Data supplied

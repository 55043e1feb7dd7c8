//! Server command inbox.
//!
//! Decoding rules:
//! - A frame that fails to decode is a protocol violation. The sender is
//!   dropped and every later frame from it is refused.
//! - Commands whose sequence is not newer than the last accepted one for that
//!   client are duplicates and are discarded.
//! - Accepted commands are queued in arrival order and drained once.
//!
//! Determinism notes:
//! - Clients are tracked in a `BTreeMap` so iteration order is stable.
//! - No wall-clock reads; timing comes from the command headers.

use std::collections::{BTreeMap, VecDeque};

use anyhow::Context;
use sim_shared::{
    commands::{registry, CommandRegistry, PlayerMoveCommand, PredictedCommand, TranslationMask},
    math::{Quat, Vec3},
    net::{ClientId, Frame},
    wire::WireError,
};
use tokio::sync::mpsc;
use tracing::{debug, info, warn};

/// A decoded movement command ready for the simulation step.
#[derive(Debug, Clone, Copy, PartialEq)]
pub struct MoveIntent {
    pub client: ClientId,
    pub sequence: u32,
    pub time_delta: f32,
    pub translation: TranslationMask,
    /// Resolved per-axis intent in view space; opposing flags cancel.
    pub wish: Vec3,
    pub view: Quat,
}

impl MoveIntent {
    fn from_command(client: ClientId, cmd: &PlayerMoveCommand) -> Self {
        let translation = cmd.translation();
        Self {
            client,
            sequence: cmd.header.sequence,
            time_delta: cmd.header.time_delta,
            translation,
            wish: translation.axis_intent(),
            view: cmd.rotation(),
        }
    }

    /// Wish direction rotated into world space by the view orientation.
    pub fn world_wish(&self) -> Vec3 {
        self.view.rotate(self.wish)
    }

    pub fn crouching(&self) -> bool {
        self.translation.contains(TranslationMask::CROUCH)
    }

    pub fn jumping(&self) -> bool {
        self.translation.contains(TranslationMask::JUMP)
    }
}

/// Per-client receive state.
#[derive(Debug, Default, Clone, Copy)]
struct ClientState {
    last_sequence: Option<u32>,
    dropped: bool,
}

/// Outcome of receiving one frame.
#[derive(Debug, Clone, Copy, PartialEq, Eq, Default)]
pub struct ReceiveStats {
    pub accepted: usize,
    pub duplicates: usize,
    pub ignored: usize,
}

/// Receives command frames and queues decoded movement intents.
pub struct CommandInbox {
    registry: &'static CommandRegistry,
    clients: BTreeMap<ClientId, ClientState>,
    pending: VecDeque<MoveIntent>,
}

impl Default for CommandInbox {
    fn default() -> Self {
        Self::new(registry())
    }
}

impl CommandInbox {
    pub fn new(registry: &'static CommandRegistry) -> Self {
        Self {
            registry,
            clients: BTreeMap::new(),
            pending: VecDeque::new(),
        }
    }

    /// Whether `client` has been dropped for a protocol violation.
    pub fn is_dropped(&self, client: ClientId) -> bool {
        self.clients.get(&client).is_some_and(|c| c.dropped)
    }

    /// Last accepted sequence for `client`.
    pub fn last_sequence(&self, client: ClientId) -> Option<u32> {
        self.clients.get(&client).and_then(|c| c.last_sequence)
    }

    pub fn pending_len(&self) -> usize {
        self.pending.len()
    }

    /// Decodes one frame (one or more commands) from `client`.
    ///
    /// Nothing from a malformed frame is queued.
    pub fn receive(&mut self, client: ClientId, frame: &[u8]) -> anyhow::Result<ReceiveStats> {
        let state = self.clients.entry(client).or_default();
        if state.dropped {
            anyhow::bail!("client {} was dropped; frame refused", client.0);
        }

        let cmds = match self.registry.decode_batch(frame) {
            Ok(cmds) => cmds,
            Err(e) => {
                state.dropped = true;
                warn!(
                    client = client.0,
                    error = %e,
                    bytes = frame.len(),
                    "Malformed command frame; dropping client"
                );
                return Err(e).context("decode command frame");
            }
        };

        let mut stats = ReceiveStats::default();
        for cmd in cmds {
            let sequence = cmd.header().sequence;
            if state.last_sequence.is_some_and(|last| sequence <= last) {
                debug!(client = client.0, sequence, "Duplicate command discarded");
                stats.duplicates += 1;
                continue;
            }

            match cmd.as_any().downcast_ref::<PlayerMoveCommand>() {
                Some(mv) => {
                    state.last_sequence = Some(sequence);
                    self.pending.push_back(MoveIntent::from_command(client, mv));
                    stats.accepted += 1;
                }
                None => {
                    debug!(
                        client = client.0,
                        type_id = %cmd.command_type(),
                        "No handler for command"
                    );
                    stats.ignored += 1;
                }
            }
        }
        Ok(stats)
    }

    /// Hands out every queued intent, oldest first. Each intent is returned once.
    pub fn drain(&mut self) -> Vec<MoveIntent> {
        self.pending.drain(..).collect()
    }

    /// Drains `rx` until every sender is gone.
    ///
    /// Malformed frames drop their sender but do not stop the loop.
    pub async fn run(&mut self, mut rx: mpsc::Receiver<Frame>) -> ReceiveStats {
        let mut total = ReceiveStats::default();
        while let Some((client, frame)) = rx.recv().await {
            match self.receive(client, &frame) {
                Ok(stats) => {
                    total.accepted += stats.accepted;
                    total.duplicates += stats.duplicates;
                    total.ignored += stats.ignored;
                }
                Err(e) => debug!(client = client.0, error = %e, "Frame rejected"),
            }
        }
        info!(
            accepted = total.accepted,
            duplicates = total.duplicates,
            pending = self.pending.len(),
            "Inbox closed"
        );
        total
    }
}

/// Returns true if `err` came from a truncated frame.
pub fn is_truncation(err: &anyhow::Error) -> bool {
    matches!(
        err.downcast_ref::<WireError>(),
        Some(WireError::Truncated { .. })
    )
}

Your instructions
Nothing should be dropped or changed, so repeat all of the entries exactly.

Answer to the exercise
repository 55043e1feb7dd7c8
//! Server command inbox.
//!
//! Decoding rules:
//! - A frame that fails to decode is a protocol violation. The sender is
//!   dropped and every later frame from it is refused.
//! - Commands whose sequence is not newer than the last accepted one for that
//!   client are duplicates and are discarded.
//! - Accepted commands are queued in arrival order and drained once.
//!
//! Determinism notes:
//! - Clients are tracked in a `BTreeMap` so iteration order is stable.
//! - No wall-clock reads; timing comes from the command headers.

use std::collections::{BTreeMap, VecDeque};

use anyhow::Context;
use sim_shared::{
    commands::{registry, CommandRegistry, PlayerMoveCommand, PredictedCommand, TranslationMask},
    math::{Quat, Vec3},
    net::{ClientId, Frame},
    wire::WireError,
};
use tokio::sync::mpsc;
use tracing::{debug, info, warn};

/// A decoded movement command ready for the simulation step.
#[derive(Debug, Clone, Copy, PartialEq)]
pub struct MoveIntent {
    pub client: ClientId,
    pub sequence: u32,
    pub time_delta: f32,
    pub translation: TranslationMask,
    /// Resolved per-axis intent in view space; opposing flags cancel.
    pub wish: Vec3,
    pub view: Quat,
}

impl MoveIntent {
    fn from_command(client: ClientId, cmd: &PlayerMoveCommand) -> Self {
        let translation = cmd.translation();
        Self {
            client,
            sequence: cmd.header.sequence,
            time_delta: cmd.header.time_delta,
            translation,
            wish: translation.axis_intent(),
            view: cmd.rotation(),
        }
    }

    /// Wish direction rotated into world space by the view orientation.
    pub fn world_wish(&self) -> Vec3 {
        self.view.rotate(self.wish)
    }

    pub fn crouching(&self) -> bool {
        self.translation.contains(TranslationMask::CROUCH)
    }

    pub fn jumping(&self) -> bool {
        self.translation.contains(TranslationMask::JUMP)
    }
}

/// Per-client receive state.
#[derive(Debug, Default, Clone, Copy)]
struct ClientState {
    last_sequence: Option<u32>,
    dropped: bool,
}

/// Outcome of receiving one frame.
#[derive(Debug, Clone, Copy, PartialEq, Eq, Default)]
pub struct ReceiveStats {
    pub accepted: usize,
    pub duplicates: usize,
    pub ignored: usize,
}

/// Receives command frames and queues decoded movement intents.
pub struct CommandInbox {
    registry: &'static CommandRegistry,
    clients: BTreeMap<ClientId, ClientState>,
    pending: VecDeque<MoveIntent>,
}

impl Default for CommandInbox {
    fn default() -> Self {
        Self::new(registry())
    }
}

impl CommandInbox {
    pub fn new(registry: &'static CommandRegistry) -> Self {
        Self {
            registry,
            clients: BTreeMap::new(),
            pending: VecDeque::new(),
        }
    }

    /// Whether `client` has been dropped for a protocol violation.
    pub fn is_dropped(&self, client: ClientId) -> bool {
        self.clients.get(&client).is_some_and(|c| c.dropped)
    }

    /// Last accepted sequence for `client`.
    pub fn last_sequence(&self, client: ClientId) -> Option<u32> {
        self.clients.get(&client).and_then(|c| c.last_sequence)
    }

    pub fn pending_len(&self) -> usize {
        self.pending.len()
    }

    /// Decodes one frame (one or more commands) from `client`.
    ///
    /// Nothing from a malformed frame is queued.
    pub fn receive(&mut self, client: ClientId, frame: &[u8]) -> anyhow::Result<ReceiveStats> {
        let state = self.clients.entry(client).or_default();
        if state.dropped {
            anyhow::bail!("client {} was dropped; frame refused", client.0);
        }

        let cmds = match self.registry.decode_batch(frame) {
            Ok(cmds) => cmds,
            Err(e) => {
                state.dropped = true;
                warn!(
                    client = client.0,
                    error = %e,
                    bytes = frame.len(),
                    "Malformed command frame; dropping client"
                );
                return Err(e).context("decode command frame");
            }
        };

        let mut stats = ReceiveStats::default();
        for cmd in cmds {
            let sequence = cmd.header().sequence;
            if state.last_sequence.is_some_and(|last| sequence <= last) {
                debug!(client = client.0, sequence, "Duplicate command discarded");
                stats.duplicates += 1;
                continue;
            }

            match cmd.as_any().downcast_ref::<PlayerMoveCommand>() {
                Some(mv) => {
                    state.last_sequence = Some(sequence);
                    self.pending.push_back(MoveIntent::from_command(client, mv));
                    stats.accepted += 1;
                }
                None => {
                    debug!(
                        client = client.0,
                        type_id = %cmd.command_type(),
                        "No handler for command"
                    );
                    stats.ignored += 1;
                }
            }
        }
        Ok(stats)
    }

    /// Hands out every queued intent, oldest first. Each intent is returned once.
    pub fn drain(&mut self) -> Vec<MoveIntent> {
        self.pending.drain(..).collect()
    }

    /// Drains `rx` until every sender is gone.
    ///
    /// Malformed frames drop their sender but do not stop the loop.
    pub async fn run(&mut self, mut rx: mpsc::Receiver<Frame>) -> ReceiveStats {
        let mut total = ReceiveStats::default();
        while let Some((client, frame)) = rx.recv().await {
            match self.receive(client, &frame) {
                Ok(stats) => {
                    total.accepted += stats.accepted;
                    total.duplicates += stats.duplicates;
                    total.ignored += stats.ignored;
                }
                Err(e) => debug!(client = client.0, error = %e, "Frame rejected"),
            }
        }
        info!(
            accepted = total.accepted,
            duplicates = total.duplicates,
            pending = self.pending.len(),
            "Inbox closed"
        );
        total
    }
}

/// Returns true if `err` came from a truncated frame.
pub fn is_truncation(err: &anyhow::Error) -> bool {
    matches!(
        err.downcast_ref::<WireError>(),
        Some(WireError::Truncated { .. })
    )
}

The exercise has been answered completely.